▶ [Working data]:
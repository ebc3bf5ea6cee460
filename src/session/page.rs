use std::fmt;

/// Pages reachable from the selector, in display order.
#[derive(Debug, Clone, Copy, PartialEq, Eq)]
pub enum Page {
    PatientIntake,
    SymptomChecker,
    DocumentationHelper,
    PatientEducation,
    CuraAi,
    CustomQuestion,
    Feedback,
}

/// Editable free-text note fields owned by the session.
#[derive(Debug, Clone, Copy, PartialEq, Eq)]
pub enum NotesField {
    Patient,
    Symptom,
    Documentation,
    Education,
}

/// Actions offered on pages that own a notes field.
#[derive(Debug, Clone, Copy, PartialEq, Eq)]
pub enum PageAction {
    /// Run the page's assistant module and append the result to the notes.
    Run,
    /// Abbreviate the page's notes in place.
    Abbreviate,
    EditNotes,
    Back,
}

impl Page {
    pub const ALL: [Self; 7] = [
        Self::PatientIntake,
        Self::SymptomChecker,
        Self::DocumentationHelper,
        Self::PatientEducation,
        Self::CuraAi,
        Self::CustomQuestion,
        Self::Feedback,
    ];

    pub const fn name(self) -> &'static str {
        match self {
            Self::PatientIntake => "Patient Intake",
            Self::SymptomChecker => "Symptom Checker",
            Self::DocumentationHelper => "Documentation Helper",
            Self::PatientEducation => "Patient Education",
            Self::CuraAi => "CuraAI",
            Self::CustomQuestion => "Custom Question",
            Self::Feedback => "Feedback",
        }
    }

    /// Heading printed when the page opens.
    pub const fn title(self) -> &'static str {
        match self {
            Self::CuraAi => "CuraAI: AI-Powered Clinical Assistant",
            Self::CustomQuestion => "Custom Clinical Question",
            other => other.name(),
        }
    }

    pub const fn notes_field(self) -> Option<NotesField> {
        match self {
            Self::PatientIntake => Some(NotesField::Patient),
            Self::SymptomChecker => Some(NotesField::Symptom),
            Self::DocumentationHelper => Some(NotesField::Documentation),
            Self::PatientEducation => Some(NotesField::Education),
            Self::CuraAi | Self::CustomQuestion | Self::Feedback => None,
        }
    }

    /// Action menu for the module pages; empty for the others.
    pub const fn actions(self) -> &'static [PageAction] {
        match self {
            Self::SymptomChecker | Self::PatientEducation => {
                &[PageAction::Run, PageAction::EditNotes, PageAction::Back]
            }
            Self::DocumentationHelper => &[
                PageAction::Run,
                PageAction::Abbreviate,
                PageAction::EditNotes,
                PageAction::Back,
            ],
            _ => &[],
        }
    }

    pub const fn action_label(self, action: PageAction) -> &'static str {
        match (self, action) {
            (Self::SymptomChecker, PageAction::Run) => "Check a symptom",
            (Self::DocumentationHelper, PageAction::Run) => "Add documentation",
            (Self::PatientEducation, PageAction::Run) => "Look up an education topic",
            (_, PageAction::Run) => "Run",
            (_, PageAction::Abbreviate) => "Abbreviate notes (nurse talk)",
            (_, PageAction::EditNotes) => "Edit notes",
            (_, PageAction::Back) => "Back to pages",
        }
    }
}

impl fmt::Display for Page {
    fn fmt(&self, f: &mut fmt::Formatter<'_>) -> fmt::Result {
        f.write_str(self.name())
    }
}

impl NotesField {
    pub const fn label(self) -> &'static str {
        match self {
            Self::Patient => "Patient Notes",
            Self::Symptom => "Symptom Checker Notes",
            Self::Documentation => "Documentation Helper Notes",
            Self::Education => "Patient Education Notes",
        }
    }
}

▶ [Work instructions]:
Begin with the first line of the data above and, please, print each line exactly until you have printed the line containing "a notes field."; print nothing else.

▶ [Reply]:
repository ebc3bf5ea6cee460
filename src/session/page.rs
use std::fmt;

/// Pages reachable from the selector, in display order.
#[derive(Debug, Clone, Copy, PartialEq, Eq)]
pub enum Page {
    PatientIntake,
    SymptomChecker,
    DocumentationHelper,
    PatientEducation,
    CuraAi,
    CustomQuestion,
    Feedback,
}

/// Editable free-text note fields owned by the session.
#[derive(Debug, Clone, Copy, PartialEq, Eq)]
pub enum NotesField {
    Patient,
    Symptom,
    Documentation,
    Education,
}

/// Actions offered on pages that own a notes field.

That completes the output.